Full disclosure: I built Flowfile. This post is about a feature I just shipped and why I think it matters.
Up until this release, Flowfile was a tool you designed pipelines in. You'd build a flow visually, maybe export the code, and then figure out how to actually run it on a schedule. That "figure out" part usually meant cron, Airflow, or a very optimistic shell script.
v0.8.0 changes that. Flowfile now has a built-in scheduler. You can set an interval, trigger flows when data updates, or just hit "Run" from the catalog. No external orchestrator needed.
I'm not going to pretend this competes with Airflow or Dagster for serious production workloads. It doesn't. But if you've ever had a lightweight data platform where you just needed a few flows to run on a timer without setting up a whole orchestration layer — this is that.
The Part I'm Most Excited About: Table Triggers
Interval scheduling is useful but not interesting. "Run every 30 minutes" is solved. What I actually want to talk about is table triggers.
The idea is simple: instead of running a flow on a timer, you run it when the data it depends on changes. A Catalog Writer node overwrites a table, and any flow watching that table starts automatically.
In practice, this means you can chain flows together through data. Flow A produces a cleaned customer table. Flow B, which reads that table, runs as soon as Flow A finishes writing it. No coordination logic, no polling intervals to tune, no "let's just run everything at 3am and hope the order works out."
Three Types, and Why
Table trigger — a flow runs when a single table is refreshed. The obvious case. Your flow reads orders_raw, you set a trigger on orders_raw, and the flow runs every time that table gets new data.
Table set trigger — a flow runs when all tables in a set have been refreshed. This one would have saved me real time on past projects. Picture this: you have a reporting flow that joins three source tables — sales, inventory, and returns. You never want the report to run until all three are fresh. Without table set triggers, you solve this with retry logic, completion flags, or by scheduling everything sequentially and adding generous wait times. With table set triggers, you just list the three tables and the flow runs once all three have been updated. Declarative, no coordination code.
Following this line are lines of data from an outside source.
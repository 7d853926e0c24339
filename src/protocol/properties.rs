//! v5.0 properties: the variable-length, mostly-optional metadata block
//! that can follow the variable header of most v5 packets.
//!
//! A properties block on the wire is a variable-length-int byte count
//! followed by that many bytes of `(identifier, value)` pairs, where the
//! identifier is itself a variable-length int (though every identifier
//! MQTT defines fits in one byte). [`Properties`] is the decoded,
//! random-access form the rest of the codec works with; [`Property`]/
//! [`PropertyId`] exist for code that wants to work with one property at a
//! time rather than the whole struct.

use bytes::{BufMut, Bytes, BytesMut};

use crate::codec::{
    read_binary, read_string, read_variable_int, variable_int_len, write_binary, write_string,
    write_variable_int,
};
use crate::protocol::{DecodeError, EncodeError};

/// The one-byte identifier prefixing each property's value on the wire.
#[derive(Debug, Clone, Copy, PartialEq, Eq, Hash)]
#[repr(u8)]
pub enum PropertyId {
    PayloadFormatIndicator = 0x01,
    MessageExpiryInterval = 0x02,
    ContentType = 0x03,
    ResponseTopic = 0x08,
    CorrelationData = 0x09,
    SubscriptionIdentifier = 0x0B,
    SessionExpiryInterval = 0x11,
    AssignedClientIdentifier = 0x12,
    ServerKeepAlive = 0x13,
    AuthenticationMethod = 0x15,
    AuthenticationData = 0x16,
    RequestProblemInformation = 0x17,
    WillDelayInterval = 0x18,
    RequestResponseInformation = 0x19,
    ResponseInformation = 0x1A,
    ServerReference = 0x1C,
    ReasonString = 0x1F,
    ReceiveMaximum = 0x21,
    TopicAliasMaximum = 0x22,
    TopicAlias = 0x23,
    MaximumQoS = 0x24,
    RetainAvailable = 0x25,
    UserProperty = 0x26,
    MaximumPacketSize = 0x27,
    WildcardSubscriptionAvailable = 0x28,
    SubscriptionIdentifierAvailable = 0x29,
    SharedSubscriptionAvailable = 0x2A,
}

impl PropertyId {
    pub fn from_u8(byte: u8) -> Option<Self> {
        use PropertyId::*;
        Some(match byte {
            0x01 => PayloadFormatIndicator,
            0x02 => MessageExpiryInterval,
            0x03 => ContentType,
            0x08 => ResponseTopic,
            0x09 => CorrelationData,
            0x0B => SubscriptionIdentifier,
            0x11 => SessionExpiryInterval,
            0x12 => AssignedClientIdentifier,
            0x13 => ServerKeepAlive,
            0x15 => AuthenticationMethod,
            0x16 => AuthenticationData,
            0x17 => RequestProblemInformation,
            0x18 => WillDelayInterval,
            0x19 => RequestResponseInformation,
            0x1A => ResponseInformation,
            0x1C => ServerReference,
            0x1F => ReasonString,
            0x21 => ReceiveMaximum,
            0x22 => TopicAliasMaximum,
            0x23 => TopicAlias,
            0x24 => MaximumQoS,
            0x25 => RetainAvailable,
            0x26 => UserProperty,
            0x27 => MaximumPacketSize,
            0x28 => WildcardSubscriptionAvailable,
            0x29 => SubscriptionIdentifierAvailable,
            0x2A => SharedSubscriptionAvailable,
            _ => return None,
        })
    }
}

/// A single decoded property value, for call sites that want to work one
/// property at a time instead of through the flattened [`Properties`]
/// struct.
#[derive(Debug, Clone, PartialEq, Eq)]
pub enum Property {
    PayloadFormatIndicator(u8),
    MessageExpiryInterval(u32),
    ContentType(String),
    ResponseTopic(String),
    CorrelationData(Bytes),
    SubscriptionIdentifier(u32),
    SessionExpiryInterval(u32),
    AssignedClientIdentifier(String),
    ServerKeepAlive(u16),
    AuthenticationMethod(String),
    AuthenticationData(Bytes),
    RequestProblemInformation(u8),
    WillDelayInterval(u32),
    RequestResponseInformation(u8),
    ResponseInformation(String),
    ServerReference(String),
    ReasonString(String),
    ReceiveMaximum(u16),
    TopicAliasMaximum(u16),
    TopicAlias(u16),
    MaximumQoS(u8),
    RetainAvailable(u8),
    UserProperty(String, String),
    MaximumPacketSize(u32),
    WildcardSubscriptionAvailable(u8),
    SubscriptionIdentifierAvailable(u8),
    SharedSubscriptionAvailable(u8),
}

impl Property {
    pub fn id(&self) -> PropertyId {
        match self {
            Property::PayloadFormatIndicator(_) => PropertyId::PayloadFormatIndicator,
            Property::MessageExpiryInterval(_) => PropertyId::MessageExpiryInterval,
            Property::ContentType(_) => PropertyId::ContentType,
            Property::ResponseTopic(_) => PropertyId::ResponseTopic,
            Property::CorrelationData(_) => PropertyId::CorrelationData,
            Property::SubscriptionIdentifier(_) => PropertyId::SubscriptionIdentifier,
            Property::SessionExpiryInterval(_) => PropertyId::SessionExpiryInterval,
            Property::AssignedClientIdentifier(_) => PropertyId::AssignedClientIdentifier,
            Property::ServerKeepAlive(_) => PropertyId::ServerKeepAlive,
            Property::AuthenticationMethod(_) => PropertyId::AuthenticationMethod,
            Property::AuthenticationData(_) => PropertyId::AuthenticationData,
            Property::RequestProblemInformation(_) => PropertyId::RequestProblemInformation,
            Property::WillDelayInterval(_) => PropertyId::WillDelayInterval,
            Property::RequestResponseInformation(_) => PropertyId::RequestResponseInformation,
            Property::ResponseInformation(_) => PropertyId::ResponseInformation,
            Property::ServerReference(_) => PropertyId::ServerReference,
            Property::ReasonString(_) => PropertyId::ReasonString,
            Property::ReceiveMaximum(_) => PropertyId::ReceiveMaximum,
            Property::TopicAliasMaximum(_) => PropertyId::TopicAliasMaximum,
            Property::TopicAlias(_) => PropertyId::TopicAlias,
            Property::MaximumQoS(_) => PropertyId::MaximumQoS,
            Property::RetainAvailable(_) => PropertyId::RetainAvailable,
            Property::UserProperty(_, _) => PropertyId::UserProperty,
            Property::MaximumPacketSize(_) => PropertyId::MaximumPacketSize,
            Property::WildcardSubscriptionAvailable(_) => PropertyId::WildcardSubscriptionAvailable,
            Property::SubscriptionIdentifierAvailable(_) => {
                PropertyId::SubscriptionIdentifierAvailable
            }
            Property::SharedSubscriptionAvailable(_) => PropertyId::SharedSubscriptionAvailable,
        }
    }

    pub fn encoded_size(&self) -> usize {
        1 + match self {
            Property::PayloadFormatIndicator(_) => 1,
            Property::MessageExpiryInterval(_) => 4,
            Property::ContentType(s) => 2 + s.len(),
            Property::ResponseTopic(s) => 2 + s.len(),
            Property::CorrelationData(d) => 2 + d.len(),
            Property::SubscriptionIdentifier(v) => variable_int_len(*v),
            Property::SessionExpiryInterval(_) => 4,
            Property::AssignedClientIdentifier(s) => 2 + s.len(),
            Property::ServerKeepAlive(_) => 2,
            Property::AuthenticationMethod(s) => 2 + s.len(),
            Property::AuthenticationData(d) => 2 + d.len(),
            Property::RequestProblemInformation(_) => 1,
            Property::WillDelayInterval(_) => 4,
            Property::RequestResponseInformation(_) => 1,
            Property::ResponseInformation(s) => 2 + s.len(),
            Property::ServerReference(s) => 2 + s.len(),
            Property::ReasonString(s) => 2 + s.len(),
            Property::ReceiveMaximum(_) => 2,
            Property::TopicAliasMaximum(_) => 2,
            Property::TopicAlias(_) => 2,
            Property::MaximumQoS(_) => 1,
            Property::RetainAvailable(_) => 1,
            Property::UserProperty(k, v) => 4 + k.len() + v.len(),
            Property::MaximumPacketSize(_) => 4,
            Property::WildcardSubscriptionAvailable(_) => 1,
            Property::SubscriptionIdentifierAvailable(_) => 1,
            Property::SharedSubscriptionAvailable(_) => 1,
        }
    }
}

/// The decoded properties block for one packet. Every field is optional
/// (or an empty `Vec`) because v3.1.1 packets and most v5 packets carry
/// none of this — only the fields a given packet type actually defines
/// get populated.
#[derive(Debug, Clone, Default, PartialEq, Eq)]
pub struct Properties {
    pub payload_format_indicator: Option<u8>,
    pub message_expiry_interval: Option<u32>,
    pub content_type: Option<String>,
    pub response_topic: Option<String>,
    pub correlation_data: Option<Bytes>,
    pub subscription_identifiers: Vec<u32>,
    pub session_expiry_interval: Option<u32>,
    pub assigned_client_identifier: Option<String>,
    pub server_keep_alive: Option<u16>,
    pub authentication_method: Option<String>,
    pub authentication_data: Option<Bytes>,
    pub request_problem_information: Option<u8>,
    pub will_delay_interval: Option<u32>,
    pub request_response_information: Option<u8>,
    pub response_information: Option<String>,
    pub server_reference: Option<String>,
    pub reason_string: Option<String>,
    pub receive_maximum: Option<u16>,
    pub topic_alias_maximum: Option<u16>,
    pub topic_alias: Option<u16>,
    pub maximum_qos: Option<u8>,
    pub retain_available: Option<u8>,
    pub user_properties: Vec<(String, String)>,
    pub maximum_packet_size: Option<u32>,
    pub wildcard_subscription_available: Option<u8>,
    pub subscription_identifier_available: Option<u8>,
    pub shared_subscription_available: Option<u8>,
}

// --- encode-side helpers: one function per wire shape, so `encode` and
// `encoded_size` each read as a flat list of fields instead of repeating
// the same `if let Some(...) { write id; write value }` shape 22 times. ---

fn size_flag(id_and_value_len: usize, present: bool) -> usize {
    if present {
        id_and_value_len
    } else {
        0
    }
}

fn put_u8_prop(buf: &mut BytesMut, id: PropertyId, value: Option<u8>) {
    if let Some(v) = value {
        buf.put_u8(id as u8);
        buf.put_u8(v);
    }
}

fn put_u16_prop(buf: &mut BytesMut, id: PropertyId, value: Option<u16>) {
    if let Some(v) = value {
        buf.put_u8(id as u8);
        buf.put_u16(v);
    }
}

fn put_u32_prop(buf: &mut BytesMut, id: PropertyId, value: Option<u32>) {
    if let Some(v) = value {
        buf.put_u8(id as u8);
        buf.put_u32(v);
    }
}

fn put_str_prop(buf: &mut BytesMut, id: PropertyId, value: &Option<String>) -> Result<(), EncodeError> {
    if let Some(s) = value {
        buf.put_u8(id as u8);
        write_string(buf, s)?;
    }
    Ok(())
}

fn put_bin_prop(buf: &mut BytesMut, id: PropertyId, value: &Option<Bytes>) -> Result<(), EncodeError> {
    if let Some(d) = value {
        buf.put_u8(id as u8);
        write_binary(buf, d)?;
    }
    Ok(())
}

// --- decode-side helpers: reading a fixed-width value at `cursor` with a
// bounds check, and rejecting a property id that's already been seen
// (MQTT requires every property except SubscriptionIdentifier and
// UserProperty to appear at most once). ---

fn take_u8(buf: &[u8], cursor: usize, limit: usize) -> Result<(u8, usize), DecodeError> {
    if cursor >= limit {
        return Err(DecodeError::InsufficientData);
    }
    Ok((buf[cursor], 1))
}

fn take_u16(buf: &[u8], cursor: usize, limit: usize) -> Result<(u16, usize), DecodeError> {
    if cursor + 2 > limit {
        return Err(DecodeError::InsufficientData);
    }
    Ok((u16::from_be_bytes([buf[cursor], buf[cursor + 1]]), 2))
}

fn take_u32(buf: &[u8], cursor: usize, limit: usize) -> Result<(u32, usize), DecodeError> {
    if cursor + 4 > limit {
        return Err(DecodeError::InsufficientData);
    }
    Ok((
        u32::from_be_bytes([buf[cursor], buf[cursor + 1], buf[cursor + 2], buf[cursor + 3]]),
        4,
    ))
}

fn reject_if_set<T>(slot: &Option<T>, id: PropertyId) -> Result<(), DecodeError> {
    if slot.is_some() {
        return Err(DecodeError::DuplicateProperty(id as u8));
    }
    Ok(())
}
Unrestricted table trigger — a flow can also trigger on a table it doesn't read. I debated whether to restrict triggers to only tables the flow actually depends on. Seemed cleaner. But I kept coming back to the same thought: I can't predict every use case people will have. Maybe you want a notification flow to fire whenever a table updates. Maybe you have a cleanup job that should run after any write to a particular namespace. I don't know. So I left it open.
How the Scheduler Works
Three modes, depending on how you run Flowfile:
If you're on the desktop app or pip install, the scheduler runs inside the Flowfile process. Start and stop it from the Schedules tab. Simple.
If you want it running independently:
flowfile run flowfile_scheduler
That gives you a standalone background service that survives UI restarts. Only one scheduler instance runs at a time — there's an advisory database lock with a heartbeat. If a scheduler dies, another can take over after 90 seconds.
For Docker, add one environment variable:
environment:
- FLOWFILE_SCHEDULER_ENABLED=true
One thing I got right early: each flow can only have one active run at a time. If a flow is already running, new triggers are skipped. This prevents the cascade of overlapping runs that makes scheduling systems miserable to debug.
Running Flows Without a Schedule
Not everything needs to be automated. Sometimes you just want to run a registered flow right now and see what happens.
v0.8.0 adds a Run Flow button directly in the catalog's flow detail panel. It spawns a subprocess, tracks the run in your history, and writes logs to ~/.flowfile/logs/. You can cancel a running flow at any time — it sends SIGTERM to the process.
When flows are running, an active runs banner appears at the top of the catalog. You can see what's running, when it started, and cancel anything that's taking too long.
Being Honest About Scope
This scheduler is not Airflow. It doesn't have retries with exponential backoff. It doesn't have DAG-level dependency management across dozens of flows. It doesn't have a distributed executor.
What it does have: zero additional infrastructure. If you can pip install flowfile, you have a scheduler. If you can run Docker Compose, you have a scheduler. For a team that needs three flows running on an interval and two more triggered by data updates, that's enough. For a lightweight data platform that's still figuring out what it needs, this could be the first proof of concept before anyone decides whether Airflow is worth the setup.
And if you outgrow it — that's fine. Flowfile still generates standalone Python code. The flows don't lock you in, and neither does the scheduler.
Where this is heading: table triggers are a step, not the destination. The real goal is that you shouldn't be thinking about schedules at all. You should define how fresh your data needs to be, and the system figures out the rest. The catalog already tracks what each flow reads and writes, when tables were last updated, and how flows relate to each other. The pieces are there. Schedules are the scaffolding — data freshness is the building.
Try It
pip install flowfile
If you have questions or feedback, I'd genuinely love to hear it. Especially if you have a use case for table triggers I haven't thought of — that's exactly why I left them unrestricted.